In economic and environmental fields, decoupling refers to an economy that would be able to grow without corresponding increases in environmental pressure. In many economies, increasing production (GDP) currently raises pressure on the environment. An economy that would be able to sustain economic growth while reducing the amount of resources such as water or fossil fuels used and delink environmental deterioration at the same time would be said to be decoupled. Environmental pressure is often measured using emissions of pollutants, and decoupling is often measured by the emission intensity of economic output. Examples of absolute long-term decoupling are rare, but recently some industrialized countries have decoupled GDP growth from both production- and, to a lesser extent, consumption-based  emissions. 

In countries and economic markets where decoupling may be identified, one explanation could be the transition to a service economy. This hypothesis has been expanded upon by the Environmental Kuznets curve.

In 2002, the OECD defined the term as follows:
the term 'decoupling' refers to breaking the link between "environmental bads" and "economic goods." It explains this as having rates of increasing wealth greater than the rates of increasing impacts.

Importance of the issue of decoupling 
Historically there has been a close correlation between economic growth and environmental degradation: as communities grow in size and prosperity, so the environment declines. This trend is clearly demonstrated on graphs of human population numbers, economic growth, and environmental indicators. There is a concern that, unless resource use is checked, modern global civilization will follow the path of ancient civilizations that collapsed through overexploitation of their resource base. While conventional economics is concerned largely with economic growth and the efficient allocation of resources, ecological economics has the explicit goal of sustainable scale (rather than continual growth), fair distribution and efficient allocation, in that order. The World Business Council for Sustainable Development states that "business cannot succeed in societies that fail."

In economic and environmental fields, the term decoupling is becoming increasingly used in the context of economic production and environmental quality. When used in this way, it refers to the ability of an economy to grow without incurring corresponding increases in environmental pressure. Ecological economics includes the study of societal metabolism, the throughput of resources that enter and exit the economic system in relation to environmental quality. An economy that can sustain GDP growth without harming the environment is said to be decoupled. Exactly how, if, or to what extent this can be achieved is a subject of much debate.

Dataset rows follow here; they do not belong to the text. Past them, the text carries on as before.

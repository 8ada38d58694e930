//! Tag registry
//!
//! Tag assignments are append-only: once a tag is in use on the wire it is
//! never renumbered or reused for another shape.

pub const NULL: u8 = 0x00;

pub const INTEGER: u8 = 0x10;
pub const DOUBLE: u8 = 0x1D;

/// Marks a non-embedded child: followed by a 32-byte hash
pub const REF: u8 = 0x20;

pub const STRING: u8 = 0x30;
pub const BLOB: u8 = 0x31;
pub const SYMBOL: u8 = 0x32;
pub const KEYWORD: u8 = 0x33;

pub const VECTOR: u8 = 0x80;
pub const SET: u8 = 0x83;
pub const MAP: u8 = 0x84;

/// Records occupy `0xA0..=0xAF`; the low nibble is the record kind
pub const RECORD_BASE: u8 = 0xA0;

pub const FALSE: u8 = 0xB0;
pub const TRUE: u8 = 0xB1;

/// Code cells occupy `0xC0..=0xCF`; the low nibble is the opcode
pub const CODE_BASE: u8 = 0xC0;

/// Extension values occupy `0xE0..=0xEF`; the low nibble is the kind
pub const EXTENSION_BASE: u8 = 0xE0;

/// Coarse grouping of the tag space
#[derive(Clone, Copy, Debug, PartialEq, Eq)]
pub enum Category {
    Null,
    Numeric,
    Ref,
    Text,
    Blob,
    Collection,
    Record,
    Boolean,
    Code,
    Extension,
}

/// Classify a tag byte, or `None` if it is not registered
pub fn category(tag: u8) -> Option<Category> {
    match tag {
        NULL => Some(Category::Null),
        INTEGER | DOUBLE => Some(Category::Numeric),
        REF => Some(Category::Ref),
        STRING | SYMBOL | KEYWORD => Some(Category::Text),
        BLOB => Some(Category::Blob),
        VECTOR | SET | MAP => Some(Category::Collection),
        0xA0..=0xAF => Some(Category::Record),
        FALSE | TRUE => Some(Category::Boolean),
        0xC0..=0xCF => Some(Category::Code),
        0xE0..=0xEF => Some(Category::Extension),
        _ => None,
    }
}

/// Low nibble of a ranged tag (record kind, opcode, extension kind)
pub fn low_nibble(tag: u8) -> u8 {
    tag & 0x0F
}
//! Lazy loading of soft refs through a Loader
//!
//! Run with:
//! ```bash
//! cargo test --test soft_refs
//! ```

use bytes::Bytes;
use ledger_cells::codec::tag;
use ledger_cells::{
    persist, Cell, Config, Error, FileStore, Hash, Loader, RadixMap, RadixSet, Ref,
    RefContainer, RefStatus, Result, Store,
};
use parking_lot::RwLock;
use std::collections::HashMap;
use std::sync::atomic::{AtomicU64, Ordering};
use std::sync::Arc;
use tempfile::TempDir;

/// Holds encodings only, so every fetch decodes a fresh cell whose
/// children are soft refs
#[derive(Default)]
struct CountingStore {
    encodings: RwLock<HashMap<Hash, (Bytes, RefStatus)>>,
    fetches: AtomicU64,
}

impl CountingStore {
    fn fetches(&self) -> u64 {
        self.fetches.load(Ordering::Relaxed)
    }
}

impl Store for CountingStore {
    fn ref_for_hash(&self, hash: &Hash, loader: &Arc<Loader>) -> Result<Option<Ref>> {
        self.fetches.fetch_add(1, Ordering::Relaxed);
        let Some((bytes, status)) = self.encodings.read().get(hash).cloned() else {
            return Ok(None);
        };
        Ok(Some(Ref::direct(loader.decode(&bytes)?).with_status(status)))
    }

    fn store_ref(&self, r: &Ref, status: RefStatus) -> Result<Ref> {
        let cell = r.value()?;
        let mut encodings = self.encodings.write();
        let slot = encodings
            .entry(cell.hash())
            .or_insert_with(|| (cell.encoding().clone(), status));
        slot.1 = slot.1.max(status);
        Ok(Ref::direct(cell).with_status(slot.1))
    }

    fn status_of(&self, hash: &Hash) -> Result<Option<RefStatus>> {
        Ok(self.encodings.read().get(hash).map(|(_, s)| *s))
    }
}

/// Answers every lookup with the same unrelated cell
struct LyingStore {
    decoy: Arc<Cell>,
}

impl Store for LyingStore {
    fn ref_for_hash(&self, _hash: &Hash, _loader: &Arc<Loader>) -> Result<Option<Ref>> {
        Ok(Some(Ref::direct(self.decoy.clone())))
    }

    fn store_ref(&self, r: &Ref, status: RefStatus) -> Result<Ref> {
        Ok(r.with_status(status))
    }

    fn status_of(&self, _hash: &Hash) -> Result<Option<RefStatus>> {
        Ok(None)
    }
}

fn ledger(accounts: usize) -> RadixMap {
    (0..accounts)
        .try_fold(RadixMap::new(), |map, i| {
            let key = format!("acct/{:05}", i).into_bytes();
            map.assoc(key, Cell::integer(i as i64 * 10).to_ref())
        })
        .unwrap()
}

fn read_all(map: &RadixMap, accounts: usize) {
    for i in 0..accounts {
        let key = format!("acct/{:05}", i).into_bytes();
        let value = map.get(&key).unwrap().unwrap().value().unwrap();
        assert_eq!(value.as_integer(), Some(i as i64 * 10));
    }
}

#[test]
fn test_each_cell_fetched_once() {
    let map = ledger(500);
    let store = Arc::new(CountingStore::default());
    persist(store.as_ref(), &map.to_ref()).unwrap();

    let loader = Loader::new(store.clone(), 10_000).unwrap();
    let remote = RadixMap::from_ref(&loader.soft_ref(map.hash())).unwrap();
    read_all(&remote, 500);

    let first_pass = store.fetches();
    assert!(first_pass > 1);
    assert_eq!(first_pass, loader.stats().misses);

    read_all(&remote, 500);
    assert_eq!(store.fetches(), first_pass);
    assert!(loader.stats().hits > 0);
}

#[test]
fn test_missing_then_available() {
    let store = Arc::new(CountingStore::default());
    let loader = Loader::new(store.clone(), 64).unwrap();
    let blob = Cell::blob(vec![0x5A; 600]).unwrap();

    let soft = loader.soft_ref(blob.hash());
    match soft.value() {
        Err(Error::MissingData(h)) => assert_eq!(h, blob.hash()),
        other => panic!("expected missing data, got {:?}", other),
    }

    // absence is not cached; the same ref succeeds once the data arrives
    persist(store.as_ref(), &blob.to_ref()).unwrap();
    let resolved = soft.value().unwrap();
    assert_eq!(resolved.as_blob().map(|b| b.len()), Some(600));
    assert_eq!(store.fetches(), 2);
}

#[test]
fn test_wrong_cell_from_store_is_corruption() {
    let decoy = Cell::string("not what you asked for").unwrap();
    let loader = Loader::new(Arc::new(LyingStore { decoy }), 16).unwrap();

    let wanted = Hash::digest(b"some other encoding");
    let err = loader.load(&wanted).unwrap_err();
    assert!(matches!(err, Error::Corruption(_)));
    assert!(loader.cached(&wanted).is_none());
}

#[test]
fn test_tiny_cache_still_resolves() {
    let map = ledger(200);
    let store = Arc::new(CountingStore::default());
    persist(store.as_ref(), &map.to_ref()).unwrap();

    let loader = Loader::new(store.clone(), 1).unwrap();
    let remote = RadixMap::from_ref(&loader.soft_ref(map.hash())).unwrap();
    read_all(&remote, 200);

    assert_eq!(loader.cache_len(), 1);
    assert_eq!(store.fetches(), loader.stats().misses);
}

#[test]
fn test_file_store_reopen() {
    let dir = TempDir::new().unwrap();
    let path = dir.path().join("ledger.cells");
    let config = Config::default();
    let map = ledger(500);

    {
        let store = FileStore::create(&path, &config).unwrap();
        let r = persist(&store, &map.to_ref()).unwrap();
        assert_eq!(r.status(), RefStatus::Persisted);
        store.sync().unwrap();
    }

    let store: Arc<dyn Store> = Arc::new(FileStore::open(&path, &config).unwrap());
    assert_eq!(
        store.status_of(&map.hash()).unwrap(),
        Some(RefStatus::Persisted)
    );

    let loader = Loader::with_config(store, &config).unwrap();
    let remote = RadixMap::from_ref(&loader.soft_ref(map.hash())).unwrap();
    assert_eq!(remote.count(), 500);
    assert_eq!(remote.hash(), map.hash());
    read_all(&remote, 500);

    let keys = remote.keys().unwrap();
    assert_eq!(keys.first().map(|k| k.as_ref()), Some(&b"acct/00000"[..]));
    assert_eq!(keys.last().map(|k| k.as_ref()), Some(&b"acct/00499"[..]));
}

#[test]
fn test_concurrent_readers_share_loader() {
    let map = ledger(300);
    let store = Arc::new(CountingStore::default());
    persist(store.as_ref(), &map.to_ref()).unwrap();

    let loader = Loader::new(store.clone(), 10_000).unwrap();
    let remote = RadixMap::from_ref(&loader.soft_ref(map.hash())).unwrap();

    std::thread::scope(|s| {
        for _ in 0..4 {
            s.spawn(|| read_all(&remote, 300));
        }
    });

    let stats = loader.stats();
    assert_eq!(stats.misses, store.fetches());
    assert!(stats.hits > 0);
}

#[test]
fn test_small_cell_identity_independent_of_ref_kind() {
    let store = Arc::new(CountingStore::default());
    let small = Cell::integer(7);
    persist(store.as_ref(), &small.to_ref()).unwrap();
    let loader = Loader::new(store, 16).unwrap();
    let soft = || loader.soft_ref(small.hash());

    let direct_vec = Cell::vector(vec![small.to_ref(), Cell::nil().to_ref()]).unwrap();
    let soft_vec = Cell::vector(vec![soft(), Cell::nil().to_ref()]).unwrap();
    assert_eq!(soft_vec.hash(), direct_vec.hash());
    assert_eq!(soft_vec.encoding(), direct_vec.encoding());
    assert!(soft_vec.is_embedded());

    let direct_map = RadixMap::new().assoc(&b"acct"[..], small.to_ref()).unwrap();
    let soft_map = RadixMap::new().assoc(&b"acct"[..], soft()).unwrap();
    assert_eq!(soft_map.hash(), direct_map.hash());
    assert_eq!(soft_map.cell().encoding(), direct_map.cell().encoding());

    let direct_set = RadixSet::new().conj(small.to_ref()).unwrap();
    let soft_set = RadixSet::new().conj(soft()).unwrap();
    assert_eq!(soft_set.hash(), direct_set.hash());
    assert_eq!(soft_set.cell().encoding(), direct_set.cell().encoding());
}

#[test]
fn test_hash_marker_to_small_cell_rejected() {
    let store = Arc::new(CountingStore::default());
    persist(store.as_ref(), &Cell::nil().to_ref()).unwrap();
    let loader = Loader::new(store, 16).unwrap();

    let mut bytes = vec![tag::VECTOR, 0x01, tag::REF];
    bytes.extend_from_slice(Cell::nil().hash().as_bytes());
    let outer = loader.decode(&bytes).unwrap();

    let child = outer.child_refs()[0].clone();
    assert!(child.value().unwrap_err().is_format());
    // a root lookup by hash is still fine
    assert!(loader.soft_ref(Cell::nil().hash()).value().unwrap().is_embedded());
}

#[test]
fn test_detached_refs_rejected_by_constructors() {
    let big = Cell::blob(vec![1u8; 500]).unwrap();
    let err = Cell::vector(vec![Ref::detached(big.hash())]).unwrap_err();
    assert!(err.is_missing_data());
}

#[test]
fn test_set_union_fetches_only_touched_path() {
    let base = (0..300).try_fold(RadixSet::new(), |s, i| s.conj_cell(Cell::integer(i))).unwrap();
    let store = Arc::new(CountingStore::default());
    persist(store.as_ref(), &base.to_ref()).unwrap();
    let loader = Loader::new(store.clone(), 1024).unwrap();

    let remote = RadixSet::from_cell(loader.decode(base.cell().encoding()).unwrap()).unwrap();
    let extra = RadixSet::new().conj_cell(Cell::integer(5000)).unwrap();
    let merged = remote.union(&extra).unwrap();

    assert_eq!(merged.count(), 301);
    assert_eq!(merged.hash(), base.conj_cell(Cell::integer(5000)).unwrap().hash());
    assert!(store.fetches() <= 2);
}
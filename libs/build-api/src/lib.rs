//! Build-and-run service API
//!
//! Request field names and response bodies shared by the client and its test
//! fixtures.

pub mod models;
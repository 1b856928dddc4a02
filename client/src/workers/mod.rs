pub mod collector;
pub mod follower;
pub mod log_stream;
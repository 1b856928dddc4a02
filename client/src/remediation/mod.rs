//! Remediation: ask a text-completion service how to fix a failed build

mod assistant;
mod gemini;

pub use assistant::{build_prompt, RemediationAssistant, FALLBACK_SOLUTION};
pub use gemini::GeminiProvider;

use async_trait::async_trait;
use thiserror::Error;

/// Errors that can occur when calling a completion provider
#[derive(Error, Debug)]
pub enum ProviderError {
    #[error("HTTP request failed: {0}")]
    HttpError(#[from] reqwest::Error),

    #[error("JSON serialization/deserialization failed: {0}")]
    JsonError(#[from] serde_json::Error),

    #[error("Provider returned error: {0}")]
    ProviderError(String),

    #[error("Provider is not configured: {0}")]
    NotConfigured(String),

    #[error("Provider returned no text")]
    EmptyResponse,
}

/// Prompt-in, text-out completion service
#[async_trait]
pub trait CompletionProvider: Send + Sync {
    /// Provider name for logging
    fn name(&self) -> &str;

    /// Model being used
    fn model(&self) -> &str;

    /// Complete a free-text prompt
    async fn complete(&self, prompt: &str) -> Result<String, ProviderError>;
}
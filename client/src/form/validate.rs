//! Validation gate
//!
//! Runs before any network call. Only a passing validation yields a
//! [`BuildRequest`].

use thiserror::Error;
use tracing::debug;

use crate::form::state::{BuildRequest, FormState, Upload};

/// Name the build service expects for the Dockerfile upload
pub const DOCKERFILE_NAME: &str = "Dockerfile";

pub const MISSING_ARCHIVE: &str = "Please upload a Zip file!";
pub const MISSING_DOCKERFILE: &str = "Please upload a Docker file!";
pub const INVALID_DOCKERFILE: &str = "Please upload a valid Docker file!";

/// Why a form was rejected before submission
#[derive(Error, Debug, Clone, PartialEq, Eq)]
pub enum ValidationError {
    #[error("Please upload a Zip file! Please upload a Docker file!")]
    MissingBoth,

    #[error("Please upload a Zip file!")]
    MissingArchive,

    #[error("Please upload a Docker file!")]
    MissingDockerfile,

    #[error("Please upload a valid Docker file! (got {filename:?})")]
    InvalidDockerfile { filename: String },
}

impl ValidationError {
    /// Message for the archive field, if this error concerns it
    pub fn archive_message(&self) -> Option<&'static str> {
        match self {
            ValidationError::MissingBoth | ValidationError::MissingArchive => Some(MISSING_ARCHIVE),
            _ => None,
        }
    }

    /// Message for the Dockerfile field, if this error concerns it
    pub fn dockerfile_message(&self) -> Option<&'static str> {
        match self {
            ValidationError::MissingBoth | ValidationError::MissingDockerfile => {
                Some(MISSING_DOCKERFILE)
            }
            ValidationError::InvalidDockerfile { .. } => Some(INVALID_DOCKERFILE),
            ValidationError::MissingArchive => None,
        }
    }
}

fn check(form: &FormState) -> Result<(&Upload, &Upload), ValidationError> {
    match (form.dockerfile(), form.archive()) {
        (None, None) => Err(ValidationError::MissingBoth),
        (_, None) => Err(ValidationError::MissingArchive),
        (None, Some(_)) => Err(ValidationError::MissingDockerfile),
        (Some(dockerfile), Some(_)) if dockerfile.filename != DOCKERFILE_NAME => {
            Err(ValidationError::InvalidDockerfile {
                filename: dockerfile.filename.clone(),
            })
        }
        (Some(dockerfile), Some(archive)) => Ok((dockerfile, archive)),
    }
}

/// Validate the form and build the request
///
/// Sets the two field message slots as its only side effect; a field that
/// passes has its slot cleared.
pub fn validate(form: &mut FormState) -> Result<BuildRequest, ValidationError> {
    let checked = check(form).map(|(dockerfile, archive)| (dockerfile.clone(), archive.clone()));

    match checked {
        Ok((dockerfile, archive)) => {
            form.set_field_errors(None, None);
            Ok(BuildRequest {
                image_name: form.image_name.clone(),
                endpoint: form.endpoint.clone(),
                dockerfile,
                archive,
            })
        }
        Err(e) => {
            debug!("Form rejected: {}", e);
            form.set_field_errors(
                e.dockerfile_message().map(str::to_string),
                e.archive_message().map(str::to_string),
            );
            Err(e)
        }
    }
}
//! buildrun client library
//!
//! Submits container builds to a remote build service, follows its build log
//! stream and asks a completion service for fixes when a build fails.

pub mod app;
pub mod cli;
pub mod errors;
pub mod filesys;
pub mod form;
pub mod http;
pub mod logs;
pub mod remediation;
pub mod render;
pub mod storage;
pub mod utils;
pub mod workers;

In 2011 the International Resource Panel, hosted by the United Nations Environment Programme (UNEP), warned that by 2050 the human race could be devouring 140 billion tons of minerals, ores, fossil fuels and biomass per year—three times its current rate of consumption—unless nations can make serious attempts at decoupling. The report noted that citizens of developed countries consume an average of 16 tons of those four key resources per capita per annum (ranging up to 40 or more tons per person in some developed countries). By comparison, the average person in India today consumes four tons per year.

Sustainability studies analyse ways to reduce resource intensity (the amount of resource (e.g. water, energy, or materials) needed for the production, consumption and disposal of a unit of good or service) whether this be achieved from improved economic management, product design, or new technology.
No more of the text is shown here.